§ **THE TASK**: The entries should be written out again exactly as they read.

--- --- ---

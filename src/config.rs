//! Environment-driven settings
//!
//! Everything is read once at process start. The page helpers never look at
//! the environment themselves; they receive a [`PageConfig`] value instead.

use std::path::PathBuf;
use std::time::Duration;

pub const DEFAULT_BASE_URL: &str = "https://www.saucedemo.com/";
pub const DEFAULT_TIMEOUT_MS: u64 = 5000;
pub const DEFAULT_SCENARIO_TIMEOUT_MS: u64 = 30_000;
pub const DEFAULT_NAVIGATION_TIMEOUT_MS: u64 = 15_000;
pub const DEFAULT_SUITE: &str = "test_01";
pub const DEFAULT_REPORT_DIR: &str = "reports";

/// Process-wide settings for a suite run
#[derive(Debug, Clone, PartialEq, Eq)]
pub struct Env {
    pub base_url: String,
    /// Default wait/assertion timeout
    pub timeout: Duration,
    pub headless: bool,
    pub debug_highlight: bool,
    pub test_suite: String,
    pub chrome_path: Option<String>,
    pub no_sandbox: bool,
    /// Hard limit for a whole scenario
    pub scenario_timeout: Duration,
    /// Limit for one page load; always shorter than `scenario_timeout`
    pub navigation_timeout: Duration,
    pub report_dir: PathBuf,
}

impl Default for Env {
    fn default() -> Self {
        Self {
            base_url: DEFAULT_BASE_URL.to_string(),
            timeout: Duration::from_millis(DEFAULT_TIMEOUT_MS),
            headless: true,
            debug_highlight: false,
            test_suite: DEFAULT_SUITE.to_string(),
            chrome_path: None,
            no_sandbox: false,
            scenario_timeout: Duration::from_millis(DEFAULT_SCENARIO_TIMEOUT_MS),
            navigation_timeout: Duration::from_millis(DEFAULT_NAVIGATION_TIMEOUT_MS),
            report_dir: PathBuf::from(DEFAULT_REPORT_DIR),
        }
    }
}

impl Env {
    /// Read settings from the process environment
    pub fn from_env() -> Self {
        Self::from_lookup(|key| std::env::var(key).ok())
    }

    /// Build settings from an arbitrary key lookup (used by tests)
    pub fn from_lookup<F>(lookup: F) -> Self
    where
        F: Fn(&str) -> Option<String>,
    {
        let defaults = Self::default();

        // CI environments typically need --no-sandbox
        let is_ci = ["CI", "GITHUB_ACTIONS", "GITLAB_CI", "JENKINS_HOME", "CIRCLECI"]
            .iter()
            .any(|key| lookup(key).is_some());

        let scenario_timeout =
            parse_millis(lookup("SCENARIO_TIMEOUT")).unwrap_or(defaults.scenario_timeout);
        let navigation_timeout = parse_millis(lookup("NAVIGATION_TIMEOUT"))
            .unwrap_or(defaults.navigation_timeout);

        Self {
            base_url: lookup("BASE_URL")
                .filter(|v| !v.is_empty())
                .unwrap_or(defaults.base_url),
            timeout: parse_millis(lookup("TIMEOUT")).unwrap_or(defaults.timeout),
            headless: lookup("HEADLESS").map_or(true, |v| v != "false"),
            debug_highlight: lookup("DEBUG_HIGHLIGHT").is_some_and(|v| v == "true"),
            test_suite: lookup("TEST_SUITE")
                .filter(|v| !v.is_empty())
                .unwrap_or(defaults.test_suite),
            chrome_path: lookup("CHROME_PATH").filter(|v| !v.is_empty()),
            no_sandbox: is_ci || lookup("NO_SANDBOX").is_some_and(|v| v == "true"),
            scenario_timeout,
            // a hung page load must surface as a navigation error, not a scenario timeout
            navigation_timeout: navigation_timeout.min(scenario_timeout / 2),
            report_dir: lookup("REPORT_DIR")
                .filter(|v| !v.is_empty())
                .map(PathBuf::from)
                .unwrap_or(defaults.report_dir),
        }
    }

    /// Helper configuration derived from these settings
    pub fn page_config(&self) -> PageConfig {
        PageConfig {
            debug_highlight: self.debug_highlight,
            timeout: self.timeout,
        }
    }
}

fn parse_millis(raw: Option<String>) -> Option<Duration> {
    raw.and_then(|v| v.trim().parse::<u64>().ok())
        .map(Duration::from_millis)
}

/// Configuration handed to a [`crate::page::PageObject`] at construction.
#[derive(Debug, Clone, Copy, PartialEq, Eq)]
pub struct PageConfig {
    /// Paint every touched element (diagnostic only)
    pub debug_highlight: bool,
    pub timeout: Duration,
}

impl Default for PageConfig {
    fn default() -> Self {
        Self {
            debug_highlight: false,
            timeout: Duration::from_millis(DEFAULT_TIMEOUT_MS),
        }
    }
}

--- --- ---

§ **WRITTEN RESPONSE**:
filename src/config.rs
//! Environment-driven settings
//!
//! Everything is read once at process start. The page helpers never look at
//! the environment themselves; they receive a [`PageConfig`] value instead.

use std::path::PathBuf;
use std::time::Duration;

pub const DEFAULT_BASE_URL: &str = "https://www.saucedemo.com/";
pub const DEFAULT_TIMEOUT_MS: u64 = 5000;
pub const DEFAULT_SCENARIO_TIMEOUT_MS: u64 = 30_000;
pub const DEFAULT_NAVIGATION_TIMEOUT_MS: u64 = 15_000;
pub const DEFAULT_SUITE: &str = "test_01";
pub const DEFAULT_REPORT_DIR: &str = "reports";

/// Process-wide settings for a suite run
#[derive(Debug, Clone, PartialEq, Eq)]
pub struct Env {
    pub base_url: String,
    /// Default wait/assertion timeout
    pub timeout: Duration,
    pub headless: bool,
    pub debug_highlight: bool,
    pub test_suite: String,
    pub chrome_path: Option<String>,
    pub no_sandbox: bool,
    /// Hard limit for a whole scenario
    pub scenario_timeout: Duration,
    /// Limit for one page load; always shorter than `scenario_timeout`
    pub navigation_timeout: Duration,
    pub report_dir: PathBuf,
}

impl Default for Env {
    fn default() -> Self {
        Self {
            base_url: DEFAULT_BASE_URL.to_string(),
            timeout: Duration::from_millis(DEFAULT_TIMEOUT_MS),
            headless: true,
            debug_highlight: false,
            test_suite: DEFAULT_SUITE.to_string(),
            chrome_path: None,
            no_sandbox: false,
            scenario_timeout: Duration::from_millis(DEFAULT_SCENARIO_TIMEOUT_MS),
            navigation_timeout: Duration::from_millis(DEFAULT_NAVIGATION_TIMEOUT_MS),
            report_dir: PathBuf::from(DEFAULT_REPORT_DIR),
        }
    }
}

impl Env {
    /// Read settings from the process environment
    pub fn from_env() -> Self {
        Self::from_lookup(|key| std::env::var(key).ok())
    }

    /// Build settings from an arbitrary key lookup (used by tests)
    pub fn from_lookup<F>(lookup: F) -> Self
    where
        F: Fn(&str) -> Option<String>,
    {
        let defaults = Self::default();

        // CI environments typically need --no-sandbox
        let is_ci = ["CI", "GITHUB_ACTIONS", "GITLAB_CI", "JENKINS_HOME", "CIRCLECI"]
            .iter()
            .any(|key| lookup(key).is_some());

        let scenario_timeout =
            parse_millis(lookup("SCENARIO_TIMEOUT")).unwrap_or(defaults.scenario_timeout);
        let navigation_timeout = parse_millis(lookup("NAVIGATION_TIMEOUT"))
            .unwrap_or(defaults.navigation_timeout);

        Self {
            base_url: lookup("BASE_URL")
                .filter(|v| !v.is_empty())
                .unwrap_or(defaults.base_url),
            timeout: parse_millis(lookup("TIMEOUT")).unwrap_or(defaults.timeout),
            headless: lookup("HEADLESS").map_or(true, |v| v != "false"),
            debug_highlight: lookup("DEBUG_HIGHLIGHT").is_some_and(|v| v == "true"),
            test_suite: lookup("TEST_SUITE")
                .filter(|v| !v.is_empty())
                .unwrap_or(defaults.test_suite),
            chrome_path: lookup("CHROME_PATH").filter(|v| !v.is_empty()),
            no_sandbox: is_ci || lookup("NO_SANDBOX").is_some_and(|v| v == "true"),
            scenario_timeout,
            // a hung page load must surface as a navigation error, not a scenario timeout
            navigation_timeout: navigation_timeout.min(scenario_timeout / 2),
            report_dir: lookup("REPORT_DIR")
                .filter(|v| !v.is_empty())
                .map(PathBuf::from)
                .unwrap_or(defaults.report_dir),
        }
    }

    /// Helper configuration derived from these settings
    pub fn page_config(&self) -> PageConfig {
        PageConfig {
            debug_highlight: self.debug_highlight,
            timeout: self.timeout,
        }
    }
}

fn parse_millis(raw: Option<String>) -> Option<Duration> {
    raw.and_then(|v| v.trim().parse::<u64>().ok())
        .map(Duration::from_millis)
}

/// Configuration handed to a [`crate::page::PageObject`] at construction.
#[derive(Debug, Clone, Copy, PartialEq, Eq)]
pub struct PageConfig {
    /// Paint every touched element (diagnostic only)
    pub debug_highlight: bool,
    pub timeout: Duration,
}

impl Default for PageConfig {
    fn default() -> Self {
        Self {
            debug_highlight: false,
            timeout: Duration::from_millis(DEFAULT_TIMEOUT_MS),
        }
    }
}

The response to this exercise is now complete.